Hace poco más de medio mes que se consumó el ‘Brexit‘. De momento todo o nada ha cambiado, quizá debido a que aún restan varios meses de negociación bilateral entre el Reino Unido y la Unión Europea. Por ello también, quizá, casi nadie debate. Los analistas (por lo menos en España) parecen reacios a hacer un diagnostico entorno al pasado, presente y futuro de lo que acontece a nivel geopolítico. Tanto a la izquierda como a la derecha les está costando ser quienes enarbolen argumentos al respecto. Y es que en tiempos de confrontación frontal parece resultar complicado ser quién lance la piedra y esconda la mano, tras el desatino de sus pronósticos. No obstante, como siempre, opiniones a raudales. Por suerte, dentro de este contexto complejo Roy Cobby no se esconde. El joven doctorando en Humanidades Digitales en la Universidad de King‘s College (Londres) ha publicado y participado en varios análisis de política y economía para diferentes medios de comunicación.
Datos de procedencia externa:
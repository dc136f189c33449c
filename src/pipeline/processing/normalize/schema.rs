//! FEC bulk file layouts, header alias mapping and column-type checks.

use std::collections::HashMap;

use tracing::debug;

use crate::domain::FileType;
use crate::error::{EtlError, Result};
use crate::pipeline::ingestion::extract::RawRow;

use super::values::{infer_kind, parse_date, parse_money, ValueKind};

/// Expected content of a layout column
#[derive(Debug, Clone, Copy, PartialEq, Eq)]
pub enum FieldKind {
    Text,
    Money,
    Date,
}

#[derive(Debug, Clone, Copy, PartialEq, Eq)]
pub struct FieldSpec {
    pub name: &'static str,
    pub kind: FieldKind,
    /// Rows with this field empty are excluded as `MissingField`
    pub required: bool,
}

const fn text(name: &'static str) -> FieldSpec {
    FieldSpec { name, kind: FieldKind::Text, required: false }
}

const fn key(name: &'static str) -> FieldSpec {
    FieldSpec { name, kind: FieldKind::Text, required: true }
}

const fn money(name: &'static str) -> FieldSpec {
    FieldSpec { name, kind: FieldKind::Money, required: false }
}

const fn amount(name: &'static str) -> FieldSpec {
    FieldSpec { name, kind: FieldKind::Money, required: true }
}

const fn date(name: &'static str) -> FieldSpec {
    FieldSpec { name, kind: FieldKind::Date, required: false }
}

/// Positional layout of one bulk file type
#[derive(Debug)]
pub struct Layout {
    pub file_type: FileType,
    pub fields: &'static [FieldSpec],
}

impl Layout {
    pub fn position(&self, name: &str) -> Option<usize> {
        self.fields.iter().position(|f| f.name == name)
    }

    pub fn required(&self) -> impl Iterator<Item = &FieldSpec> {
        self.fields.iter().filter(|f| f.required)
    }
}

static COMMITTEE_MASTER: Layout = Layout {
    file_type: FileType::CommitteeMaster,
    fields: &[
        key("CMTE_ID"),
        key("CMTE_NM"),
        text("TRES_NM"),
        text("CMTE_ST1"),
        text("CMTE_ST2"),
        text("CMTE_CITY"),
        text("CMTE_ST"),
        text("CMTE_ZIP"),
        text("CMTE_DSGN"),
        text("CMTE_TP"),
        text("CMTE_PTY_AFFILIATION"),
        text("CMTE_FILING_FREQ"),
        text("ORG_TP"),
        text("CONNECTED_ORG_NM"),
        text("CAND_ID"),
    ],
};

static CANDIDATE_MASTER: Layout = Layout {
    file_type: FileType::CandidateMaster,
    fields: &[
        key("CAND_ID"),
        key("CAND_NAME"),
        text("CAND_PTY_AFFILIATION"),
        text("CAND_ELECTION_YR"),
        text("CAND_OFFICE_ST"),
        text("CAND_OFFICE"),
        text("CAND_OFFICE_DISTRICT"),
        text("CAND_ICI"),
        text("CAND_STATUS"),
        text("CAND_PCC"),
        text("CAND_ST1"),
        text("CAND_ST2"),
        text("CAND_CITY"),
        text("CAND_ST"),
        text("CAND_ZIP"),
    ],
};

static LINKAGE: Layout = Layout {
    file_type: FileType::Linkage,
    fields: &[
        key("CAND_ID"),
        text("CAND_ELECTION_YR"),
        text("FEC_ELECTION_YR"),
        key("CMTE_ID"),
        text("CMTE_TP"),
        text("CMTE_DSGN"),
        text("LINKAGE_ID"),
    ],
};

static INDIVIDUAL_CONTRIBUTIONS: Layout = Layout {
    file_type: FileType::IndividualContributions,
    fields: &[
        key("CMTE_ID"),
        text("AMNDT_IND"),
        text("RPT_TP"),
        text("TRANSACTION_PGI"),
        text("IMAGE_NUM"),
        text("TRANSACTION_TP"),
        text("ENTITY_TP"),
        key("NAME"),
        text("CITY"),
        text("STATE"),
        text("ZIP_CODE"),
        text("EMPLOYER"),
        text("OCCUPATION"),
        date("TRANSACTION_DT"),
        amount("TRANSACTION_AMT"),
        text("OTHER_ID"),
        text("TRAN_ID"),
        text("FILE_NUM"),
        text("MEMO_CD"),
        text("MEMO_TEXT"),
        key("SUB_ID"),
    ],
};

static COMMITTEE_TO_CANDIDATE: Layout = Layout {
    file_type: FileType::CommitteeToCandidate,
    fields: &[
        key("CMTE_ID"),
        text("AMNDT_IND"),
        text("RPT_TP"),
        text("TRANSACTION_PGI"),
        text("IMAGE_NUM"),
        text("TRANSACTION_TP"),
        text("ENTITY_TP"),
        text("NAME"),
        text("CITY"),
        text("STATE"),
        text("ZIP_CODE"),
        text("EMPLOYER"),
        text("OCCUPATION"),
        date("TRANSACTION_DT"),
        amount("TRANSACTION_AMT"),
        text("OTHER_ID"),
        key("CAND_ID"),
        text("TRAN_ID"),
        text("FILE_NUM"),
        text("MEMO_CD"),
        text("MEMO_TEXT"),
        key("SUB_ID"),
    ],
};

static OPERATING_EXPENDITURES: Layout = Layout {
    file_type: FileType::OperatingExpenditures,
    fields: &[
        key("CMTE_ID"),
        text("AMNDT_IND"),
        text("RPT_YR"),
        text("RPT_TP"),
        text("IMAGE_NUM"),
        text("LINE_NUM"),
        text("FORM_TP_CD"),
        text("SCHED_TP_CD"),
        text("NAME"),
        text("CITY"),
        text("STATE"),
        text("ZIP_CODE"),
        date("TRANSACTION_DT"),
        amount("TRANSACTION_AMT"),
        text("TRANSACTION_PGI"),
        text("PURPOSE"),
        text("CATEGORY"),
        text("CATEGORY_DESC"),
        text("MEMO_CD"),
        text("MEMO_TEXT"),
        text("ENTITY_TP"),
        key("SUB_ID"),
        text("FILE_NUM"),
        text("TRAN_ID"),
        text("BACK_REF_TRAN_ID"),
    ],
};

static COMMITTEE_SUMMARY: Layout = Layout {
    file_type: FileType::CommitteeSummary,
    fields: &[
        key("CMTE_ID"),
        text("CMTE_NM"),
        text("CMTE_TP"),
        text("CMTE_DSGN"),
        text("CMTE_FILING_FREQ"),
        amount("TTL_RECEIPTS"),
        money("TRANS_FROM_AFF"),
        money("INDV_CONTRIB"),
        money("OTHER_POL_CMTE_CONTRIB"),
        money("CAND_CONTRIB"),
        money("CAND_LOANS"),
        money("TTL_LOANS_RECEIVED"),
        amount("TTL_DISB"),
        money("TRANF_TO_AFF"),
        money("INDV_REFUNDS"),
        money("OTHER_POL_CMTE_REFUNDS"),
        money("CAND_LOAN_REPAY"),
        money("LOAN_REPAY"),
        money("COH_BOP"),
        money("COH_COP"),
        money("DEBTS_OWED_BY"),
        money("NONFED_TRANS_RECEIVED"),
        money("CONTRIB_TO_OTHER_CMTE"),
        money("IND_EXP"),
        money("PTY_COORD_EXP"),
        money("NONFED_SHARE_EXP"),
        date("CVG_END_DT"),
    ],
};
Sus intervenciones son un soplo de aire fresco en un ambiente de aguas turbias.
Según varios analistas a nivel histórico el Reino Unido, durante los 47 años que ha formado parte de la Unión Europea, ha tenido una postura un tanto incierta al respecto, en mayor o menor medida según la época y contexto. De ello queda patente la negativa en el Tratado de Maastrich en 1992 o la no pertenencia a la zona Schengen. Por lo tanto la cuestión es ¿Porqué ahora? ¿Qué ha sucedido para que el Brexit se lleve adelante?
El problema de muchos analistas, y diría también muchos teóricos, es que aplican una visión teleológica de la integración europea en su análisis del Brexit. En columnas y facultades de ciencias políticas llevan tantos años diciendo que la Unión Europea es un proyecto con una única dirección, que han sido incapaces de explicar las tensiones contemporáneas, ya sea la crisis del euro o el rechazo de países como Polonia o Hungría de muchos valores que se daban por compartidos. Esta contextualización es fundamental para entender que la “especial” situación de Reino Unido respecto a la UE, no es en realidad tan especial.
Reino Unido no es de los países fundadores de la entonces Comunidad Europea. Reino Unido, aunque devastado por la Segunda Guerra Mundial, preserva su independencia política y no necesita la intervención estadounidense para reconstruir su sistema político; como Alemania, Italia o Francia. Su decisión de entrar en la CE es siempre un cálculo racional de coste-beneficio: en aquel momento, se veía la esfera económica en torno a Alemania Occidental como una zona tecnológicamente dinámica, frente a la decadencia manufacturera de las Islas Británicas. A día de hoy, por el contrario, se advierten signos de decadencia desde la crisis de deuda soberana de la última década.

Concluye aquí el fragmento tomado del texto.